Within the policy community the strongest support for sending ground troops to Bosnia came from multilateralists and common security advocates. Isolationists stood opposed. Internationalist of a more realist bent were divided. Those favoring a stricter selectivity in US global engagement saw another Somalia in Bosnia. Other realist internationalists, such as Lt. General William Odom, saw the issue as one of reconfirming the relevance of NATO and rescuing American leadership in Europe. In Odom's view "the feckless NATO policy in Bosnia" was "to be expected as long as the United States [remained] a passive complainer...unwilling to commit significant ground forces" (1995:165). Notably, President Clinton sold the intervention to congressional Republicans as a means of reasserting American leadership -- within the strict limits set by his 1994 policy on peace operations.

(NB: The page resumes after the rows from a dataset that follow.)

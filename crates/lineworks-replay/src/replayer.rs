//! Replay thread and its control handle.

use std::sync::{Arc, Mutex, MutexGuard, PoisonError};
use std::thread::{self, JoinHandle};
use std::time::Instant;

use lineworks_core::{
    History, Layout, ModeCell, SimulationMode, SinkHub, Snapshot, StateView, StopHandle,
    StopToken, TransitionError,
};

use crate::config::ReplayConfig;
use crate::error::ReplayError;

/// How a replay session ended.
#[derive(Clone, Copy, Debug, PartialEq, Eq)]
pub enum ReplayOutcome {
    /// Every entry was emitted and the trailing delay elapsed.
    Completed,
    /// `stop_replay()` cut the session short.
    Interrupted,
}

struct Session {
    stop: StopHandle,
    handle: JoinHandle<ReplayOutcome>,
}

type Cursor = Arc<Mutex<Option<Arc<Snapshot>>>>;

/// Drives replay sessions over recorded histories.
///
/// Shares the sink hub and the mode cell with the live engine, so a
/// replay and a live run exclude each other.
pub struct Replayer {
    config: ReplayConfig,
    sinks: Arc<SinkHub>,
    mode: Arc<ModeCell>,
    session: Mutex<Option<Session>>,
    cursor: Cursor,
}

// Compile-time assertion: Replayer must be Send + Sync.
const _: fn() = || {
    fn assert<T: Send + Sync>() {}
    assert::<Replayer>();
};

impl std::fmt::Debug for Replayer {
    fn fmt(&self, f: &mut std::fmt::Formatter<'_>) -> std::fmt::Result {
        f.debug_struct("Replayer")
            .field("config", &self.config)
            .field("mode", &self.mode.get())
            .finish()
    }
}

impl Replayer {
    /// A replayer publishing to `sinks` and coordinating through `mode`.
    pub fn new(config: ReplayConfig, sinks: Arc<SinkHub>, mode: Arc<ModeCell>) -> Self {
        Self {
            config,
            sinks,
            mode,
            session: Mutex::new(None),
            cursor: Arc::default(),
        }
    }

    /// Active configuration.
    pub fn config(&self) -> &ReplayConfig {
        &self.config
    }

    /// Whether a session is emitting or in its trailing delay.
    pub fn is_replaying(&self) -> bool {
        self.mode.get() == SimulationMode::Replay
    }

    /// The entry most recently emitted by the current or last session.
    pub fn cursor(&self) -> Option<Arc<Snapshot>> {
        lock(&self.cursor).clone()
    }

    /// Start replaying a copy of `history`, projected onto `layout`.
    ///
    /// Refused while a live run is active, when the history is empty,
    /// or while another replay is in progress.
    pub fn replay(&self, history: &History, layout: Layout) -> Result<(), ReplayError> {
        let mut session = self.session();
        if self.mode.get() == SimulationMode::Live {
            return Err(TransitionError::LiveRunActive.into());
        }
        let entries = history.entries();
        if entries.is_empty() {
            return Err(ReplayError::EmptyHistory);
        }
        self.mode
            .transition(SimulationMode::Stopped, SimulationMode::Replay)
            .map_err(|e| match e {
                TransitionError::ModeMismatch {
                    found: SimulationMode::Live,
                    ..
                } => TransitionError::LiveRunActive,
                _ => TransitionError::ReplayActive,
            })?;

        // A previous session that ended on its own still holds a handle.
        if let Some(finished) = session.take() {
            let _ = finished.handle.join();
        }
        *lock(&self.cursor) = None;

        let stop = StopHandle::new();
        let playback = Playback {
            entries,
            layout,
            config: self.config.clone(),
            sinks: Arc::clone(&self.sinks),
            mode: Arc::clone(&self.mode),
            cursor: Arc::clone(&self.cursor),
            stop: stop.token(),
        };
        let count = playback.entries.len();
        let handle = thread::Builder::new()
            .name("lineworks-replay".into())
            .spawn(move || playback.run())
            .map_err(|e| {
                self.mode.force(SimulationMode::Stopped);
                ReplayError::Spawn(e)
            })?;

        tracing::info!(entries = count, pacing = ?self.config.pacing, "replay started");
        *session = Some(Session { stop, handle });
        Ok(())
    }

    /// Interrupt the current replay, wait for its thread, and return to
    /// STOPPED.
    ///
    /// A session that reaches its natural end while being stopped
    /// reports [`ReplayOutcome::Completed`].
    pub fn stop_replay(&self) -> Result<ReplayOutcome, ReplayError> {
        let mut session = {
            let mut slot = self.session();
            if !self.is_replaying() {
                // A session that already ended on its own is only reaped.
                if let Some(finished) = slot.take() {
                    let _ = finished.handle.join();
                }
                return Err(TransitionError::NotReplaying.into());
            }
            match slot.take() {
                Some(session) => session,
                None => return Err(TransitionError::NotReplaying.into()),
            }
        };
        session.stop.trigger();
        let outcome = session.handle.join().unwrap_or_else(|_| {
            tracing::warn!("replay thread panicked");
            ReplayOutcome::Interrupted
        });

        // Whoever moves REPLAY → STOPPED sends the single run-ended notice.
        if self
            .mode
            .transition(SimulationMode::Replay, SimulationMode::Stopped)
            .is_ok()
        {
            self.sinks.notify_run_ended();
        }
        tracing::info!(?outcome, "replay stopped");
        Ok(outcome)
    }

    fn session(&self) -> MutexGuard<'_, Option<Session>> {
        lock(&self.session)
    }
}

impl Drop for Replayer {
    fn drop(&mut self) {
        if self.is_replaying() {
            let _ = self.stop_replay();
        }
    }
}

/// Everything the replay thread owns.
struct Playback {
    entries: Vec<Arc<Snapshot>>,
    layout: Layout,
    config: ReplayConfig,
    sinks: Arc<SinkHub>,
    mode: Arc<ModeCell>,
    cursor: Cursor,
    stop: StopToken,
}

impl Playback {
    fn run(self) -> ReplayOutcome {
        let start = Instant::now();
        let Some(origin) = self.entries.first().map(|s| s.timestamp()) else {
            return ReplayOutcome::Completed;
        };

        for (index, snapshot) in self.entries.iter().enumerate() {
            let offset = snapshot.timestamp().saturating_sub(origin);
            let due = self.config.pacing.due(index, offset);
            if !self.stop.sleep(due.saturating_sub(start.elapsed())) {
                tracing::debug!(index, "replay interrupted");
                return ReplayOutcome::Interrupted;
            }
            *lock(&self.cursor) = Some(Arc::clone(snapshot));
            self.sinks.publish(&StateView::project(
                snapshot,
                &self.layout,
                SimulationMode::Replay,
            ));
        }

        if !self.stop.sleep(self.config.trailing()) {
            return ReplayOutcome::Interrupted;
        }
        if self
            .mode
            .transition(SimulationMode::Replay, SimulationMode::Stopped)
            .is_ok()
        {
            self.sinks.notify_run_ended();
            tracing::info!(entries = self.entries.len(), "replay completed");
        }
        ReplayOutcome::Completed
    }
}

fn lock<T>(m: &Mutex<T>) -> MutexGuard<'_, T> {
    m.lock().unwrap_or_else(PoisonError::into_inner)
}

#[cfg(test)]
mod tests {
    use super::*;
    use lineworks_test_utils::RecordingSink;

    #[test]
    fn session_ending_during_stop_reports_completed() {
        let sinks = Arc::new(SinkHub::new());
        let sink = RecordingSink::new();
        sinks.subscribe(sink.boxed());
        let mode = Arc::new(ModeCell::new());
        let replayer = Replayer::new(ReplayConfig::default(), sinks, Arc::clone(&mode));

        // A session that finishes by itself as soon as the stop arrives,
        // taking the REPLAY → STOPPED transition first.
        mode.force(SimulationMode::Replay);
        let stop = StopHandle::new();
        let token = stop.token();
        let session_mode = Arc::clone(&mode);
        let handle = thread::spawn(move || {
            let _ = token.receiver().recv();
            let _ = session_mode.transition(SimulationMode::Replay, SimulationMode::Stopped);
            ReplayOutcome::Completed
        });
        *replayer.session() = Some(Session { stop, handle });

        assert_eq!(replayer.stop_replay().unwrap(), ReplayOutcome::Completed);
        assert_eq!(mode.get(), SimulationMode::Stopped);
        assert_eq!(sink.run_ended_count(), 0);
        assert!(matches!(
            replayer.stop_replay(),
            Err(ReplayError::Transition(TransitionError::NotReplaying))
        ));
    }
}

The Administration's NATO expansion policy depends more heavily on congressional Republican support than did Bosnia intervention, for several reasons. First, treaty commitments require Senate ratification. Second, NATO expansion has divided the policy community more deeply than did Bosnia. Multilateralists and cooperative security advocates have swung into opposition, seeing expansion as unnecessary and likely to provoke a repolarization of Europe. Realist internationalists are again divided, but more energetically. Those favoring "selective engagement" and, especially, those leaning toward Asia see an increase in America's long-term European commitments without a commensurate gain. And many realists agree that the policy will provoke Russia unnecessarily. Others are closer to the Administration's position, seeing Russia as weak and expansion as a means to contain Germany and preempt big power competition over the East. The Administration's initiative has also gained the support of old-style realists, who are less interested in system dynamics than historically determined power struggles. They add an anti-Russian impetus to the pro- expansion camp.


12. The American Debate on Expansion

In 1995, when the Clinton administration began to accelerate NATO expansion, Theodore Sorenson found it "hard to imagine a more provocative decision taken with less consultation and consideration for the consequences." The Administration has had little subsequent success in winning a supportive consensus of informed opinion.

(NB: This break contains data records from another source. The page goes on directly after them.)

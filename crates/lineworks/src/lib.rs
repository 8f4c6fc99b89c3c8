//! Lineworks: a concurrent production-line simulator.
//!
//! This is the top-level facade crate. It re-exports the sub-crates and
//! adds the [`Simulation`] control surface, TOML configuration
//! ([`SimConfig`]), and JSON topology descriptions ([`Blueprint`]).
//!
//! # Quick start
//!
//! ```rust
//! use lineworks::prelude::*;
//! use std::time::Duration;
//!
//! let config = SimConfig::from_toml_str(
//!     r#"
//!     [engine]
//!     arrival = { min_ms = 1, max_ms = 3 }
//!     service = { min_ms = 1, max_ms = 3 }
//!     grace_ms = 10
//!     poll_ms = 5
//!
//!     [replay]
//!     trailing_ms = 0
//!     "#,
//! )
//! .unwrap();
//! let sim = Simulation::new(config).unwrap();
//!
//! let blueprint = Blueprint::from_json_str(
//!     r#"{
//!         "buffers": ["Q0", "Q1"],
//!         "workers": ["M1"],
//!         "connections": [
//!             { "worker": "M1", "buffer": "Q0", "direction": "input" },
//!             { "worker": "M1", "buffer": "Q1", "direction": "output" }
//!         ]
//!     }"#,
//! )
//! .unwrap();
//! sim.apply_blueprint(&blueprint).unwrap();
//!
//! let (sink, events) = ChannelSink::bounded(1024);
//! sim.subscribe(Box::new(sink));
//! sim.start(3).unwrap();
//! while let Ok(event) = events.recv_timeout(Duration::from_secs(10)) {
//!     if event == SinkEvent::RunEnded {
//!         break;
//!     }
//! }
//! let state = sim.latest_state();
//! assert_eq!(state.queue(&"Q1".into()).unwrap().size, 3);
//! ```
//!
//! # Modules
//!
//! | Module | Sub-crate | Contents |
//! |--------|-----------|----------|
//! | [`types`] | `lineworks-core` | ids, items, snapshots, history, views, sinks, errors |
//! | [`engine`] | `lineworks-engine` | buffers, workers, generator, recorder, orchestrator |
//! | [`replay`] | `lineworks-replay` | paced replay of recorded histories |

#![deny(missing_docs)]
#![deny(rustdoc::broken_intra_doc_links)]
#![forbid(unsafe_code)]

pub mod blueprint;
pub mod config;
pub mod control;
pub mod error;

pub use blueprint::{Blueprint, ConnectionDef};
pub use config::SimConfig;
pub use control::Simulation;
pub use error::ControlError;

/// Core types, traits, and ids (`lineworks-core`).
pub use lineworks_core as types;

/// Live engine (`lineworks-engine`).
///
/// [`engine::Orchestrator`] owns the topology and drives runs;
/// [`engine::Topology`] and [`engine::Buffer`] are available for direct
/// use and benchmarking.
pub use lineworks_engine as engine;

/// Replay of recorded histories (`lineworks-replay`).
pub use lineworks_replay as replay;

/// Common imports for typical Lineworks usage.
///
/// ```rust
/// use lineworks::prelude::*;
/// ```
pub mod prelude {
    // Control surface
    pub use crate::{Blueprint, ControlError, SimConfig, Simulation};

    // Core types
    pub use lineworks_core::{
        BufferId, ChannelSink, Color, Direction, EventSink, SimulationMode, SinkEvent, StateView,
        WorkerId, WorkerState,
    };

    // Configuration
    pub use lineworks_core::DelayRange;
    pub use lineworks_engine::{EngineConfig, StopReport};
    pub use lineworks_replay::{ReplayConfig, ReplayOutcome, ReplayPacing};
}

George Kennan (1997) calls expansion "the most fateful error of American policy in the entire post- Cold War era," predicting that it will inflame Russia and "restore the atmosphere of the cold war to East-West relations." A June 1997 open letter to President Clinton similarly perceives "a policy error of historic proportions," that will endanger arms control agreements and "bring the Russians to question the entire post-Cold War settlement." Illustrating the breadth of opposition, among the letter's 40 signatories are former Senators Sam Nunn and Gary Hart, Edward Luttwak, Robert McNamara, Paul Nitze, Richard Pipes, John Steinbruner, Paul Warnke, and former NATO Assistant Secretary General Philip Merrill.

Advocates argue for expansion principally from the need for strategic stability in Europe, which requires attention to both the problem of weak states and the potential for big power competition over them (Lugar 1993). Lt. General William Odom defines NATO's task as ensuring that "Eastern Europe does not become once again a region of diplomatic competition among France, Germany, Britain, and Russia" (1995:163). President Clinton also adopted a realist approach to stability issues when he embraced near-term expansion in October 1996, arguing that "A gray zone of insecurity must not re-emerge in Europe." With clear reference to the century's great wars, he observed that "Peace and security are not available on the cheap," but that if NATO fails to act now, "we will pay a much higher price later on down the road" (Hunt 1996).

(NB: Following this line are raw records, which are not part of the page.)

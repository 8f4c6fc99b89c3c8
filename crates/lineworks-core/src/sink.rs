//! Event sinks: the push side towards viewers.
//!
//! The simulator never waits on a viewer. [`SinkHub`] fans each
//! [`StateView`] out to every subscriber; a subscriber whose delivery
//! fails is removed on the spot and never retried.

use std::sync::{Mutex, PoisonError};

use crossbeam_channel::{Receiver, Sender, TrySendError};

use crate::error::SinkError;
use crate::view::StateView;

/// A consumer of live or replayed state.
///
/// Implementations must return promptly; anything slow belongs behind
/// a channel (see [`ChannelSink`]).
pub trait EventSink: Send + Sync {
    /// Deliver one frame.
    fn publish(&self, view: &StateView) -> Result<(), SinkError>;

    /// The live run or replay has ended.
    fn run_ended(&self) -> Result<(), SinkError>;
}

/// Message carried by a [`ChannelSink`].
#[derive(Clone, Debug, PartialEq, Eq)]
pub enum SinkEvent {
    /// A state frame.
    State(StateView),
    /// End of a run or replay.
    RunEnded,
}

/// [`EventSink`] that forwards into a bounded crossbeam channel.
///
/// Uses `try_send`, so a full queue is reported as [`SinkError::Full`]
/// instead of blocking the publisher.
#[derive(Debug)]
pub struct ChannelSink {
    tx: Sender<SinkEvent>,
}

impl ChannelSink {
    /// Create a sink and the receiver a viewer reads from.
    pub fn bounded(capacity: usize) -> (Self, Receiver<SinkEvent>) {
        let (tx, rx) = crossbeam_channel::bounded(capacity);
        (Self { tx }, rx)
    }

    fn send(&self, event: SinkEvent) -> Result<(), SinkError> {
        self.tx.try_send(event).map_err(|e| match e {
            TrySendError::Full(_) => SinkError::Full,
            TrySendError::Disconnected(_) => SinkError::Disconnected,
        })
    }
}

impl EventSink for ChannelSink {
    fn publish(&self, view: &StateView) -> Result<(), SinkError> {
        self.send(SinkEvent::State(view.clone()))
    }

    fn run_ended(&self) -> Result<(), SinkError> {
        self.send(SinkEvent::RunEnded)
    }
}

/// Fan-out over every subscribed sink.
#[derive(Default)]
pub struct SinkHub {
    sinks: Mutex<Vec<Box<dyn EventSink>>>,
}

impl std::fmt::Debug for SinkHub {
    fn fmt(&self, f: &mut std::fmt::Formatter<'_>) -> std::fmt::Result {
        f.debug_struct("SinkHub")
            .field("subscribers", &self.len())
            .finish()
    }
}

impl SinkHub {
    /// A hub with no subscribers.
    pub fn new() -> Self {
        Self::default()
    }

    /// Add a subscriber. Returns the new subscriber count.
    pub fn subscribe(&self, sink: Box<dyn EventSink>) -> usize {
        let mut sinks = self.sinks.lock().unwrap_or_else(PoisonError::into_inner);
        sinks.push(sink);
        sinks.len()
    }

    /// Number of live subscribers.
    pub fn len(&self) -> usize {
        self.sinks
            .lock()
            .unwrap_or_else(PoisonError::into_inner)
            .len()
    }

    /// Whether there are no subscribers.
    pub fn is_empty(&self) -> bool {
        self.len() == 0
    }

    /// Deliver a frame to every subscriber, dropping those that fail.
    pub fn publish(&self, view: &StateView) {
        self.deliver("publish", |sink| sink.publish(view));
    }

    /// Tell every subscriber the run ended, dropping those that fail.
    pub fn notify_run_ended(&self) {
        self.deliver("run_ended", |sink| sink.run_ended());
    }

    fn deliver(&self, what: &str, f: impl Fn(&dyn EventSink) -> Result<(), SinkError>) {
        let mut sinks = self.sinks.lock().unwrap_or_else(PoisonError::into_inner);
        let before = sinks.len();
        sinks.retain(|sink| match f(sink.as_ref()) {
            Ok(()) => true,
            Err(e) => {
                tracing::warn!(error = %e, event = what, "dropping event sink subscriber");
                false
            }
        });
        let dropped = before - sinks.len();
        if dropped > 0 {
            tracing::debug!(dropped, remaining = sinks.len(), "sink hub pruned");
        }
    }
}

#[cfg(test)]
mod tests {
    use super::*;
    use crate::layout::Layout;
    use crate::snapshot::Snapshot;
    use crate::state::SimulationMode;
    use std::time::Duration;

    fn view() -> StateView {
        StateView::project(
            &Snapshot::new(Duration::ZERO),
            &Layout::default(),
            SimulationMode::Live,
        )
    }

    #[test]
    fn publish_with_no_subscribers_is_fine() {
        let hub = SinkHub::new();
        hub.publish(&view());
        hub.notify_run_ended();
        assert!(hub.is_empty());
    }

    #[test]
    fn disconnected_subscriber_is_dropped() {
        let hub = SinkHub::new();
        let (alive, alive_rx) = ChannelSink::bounded(8);
        let (gone, gone_rx) = ChannelSink::bounded(8);
        hub.subscribe(Box::new(alive));
        hub.subscribe(Box::new(gone));
        drop(gone_rx);

        hub.publish(&view());
        assert_eq!(hub.len(), 1);
        assert!(matches!(alive_rx.try_recv(), Ok(SinkEvent::State(_))));

        hub.notify_run_ended();
        assert_eq!(alive_rx.try_recv(), Ok(SinkEvent::RunEnded));
    }

    #[test]
    fn full_subscriber_is_dropped_without_blocking() {
        let hub = SinkHub::new();
        let (slow, slow_rx) = ChannelSink::bounded(1);
        hub.subscribe(Box::new(slow));

        hub.publish(&view());
        assert_eq!(hub.len(), 1);
        hub.publish(&view());
        assert_eq!(hub.len(), 0);
        assert_eq!(slow_rx.len(), 1);
    }
}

Ronald Asmus links the resolution of Eastern instability to an increased capacity for addressing concerns outside Europe, arguing that "until Eastern Europe is stabilized, it will be difficult if not impossible for the NATO allies...to broaden their strategic horizon to confront the serious challenges that lie further afield" (1996:94). The Administration's February 1997 report to Congress on NATO enlargement, uses the same rationale to link expansion to out-of-area operations:

A Europe more secure in its own borders will be more willing and able to assist the United States in meeting challenges to shared interest, including those that extend beyond Europe's immediate borders (1997).

Attacking the stability rationale, Jonathan Dean (1997) criticizes the reliance on 19-century models of European security dynamics as an example of "historicism" and "false analogy" that has led the Administration "to believe that a weak Eastern Europe must inevitably elicit aggressive behavior from both Russia and Germany."

Administration analysts [have] made a wholly pessimistic analysis of the future of Russia (and of Germany as well) and [have] decided that Eastern Europe must be saved from possible aggression by Western action while there [is] still time (Dean 1997:36).

Michael Brown (1995) summarizes the arguments of expansion opponents in three points: expansion is (1) unnecessary and ineffective as a means of stabilizing eastern European countries, (2) unwarranted by Russian behavior, but likely to provoke negative reaction, and (3) likely to overextend NATO at time when organizational reform should be top priority. John Ruggie (1997) also sees NATO expansion as drawing attention and energy away from more pressing issues: European integration, the relationship between EU and NATO, and the development of European out-of-area capabilities via the CJTF. In an article prescribing enhanced European projection forces, Michael O'Hanlon sees the prospect put at risk by expansion:

The need for internal reform to achieve greater real military burden-sharing in NATO is another reason why NATO enlargement is a bad idea. Transforming the Alliance should be a higher priority than expanding it; to the extent that the two create tension, the former should win (1997:13).

A letter signed by 18 former high-ranking State Department officials echoes several of these themes and re-casts the stability issue in terms of provocation:

In our view, this policy risks endangering the long-term viability of NATO, significantly exacerbating the instability that now exists in the zone that lies between Germany and Russia, and convincing most Russians that the United States and the West are attempting to isolate, encircle, and subordinate them, rather than integrating them into a new European system of collective security (Nitze et al. 1995:75).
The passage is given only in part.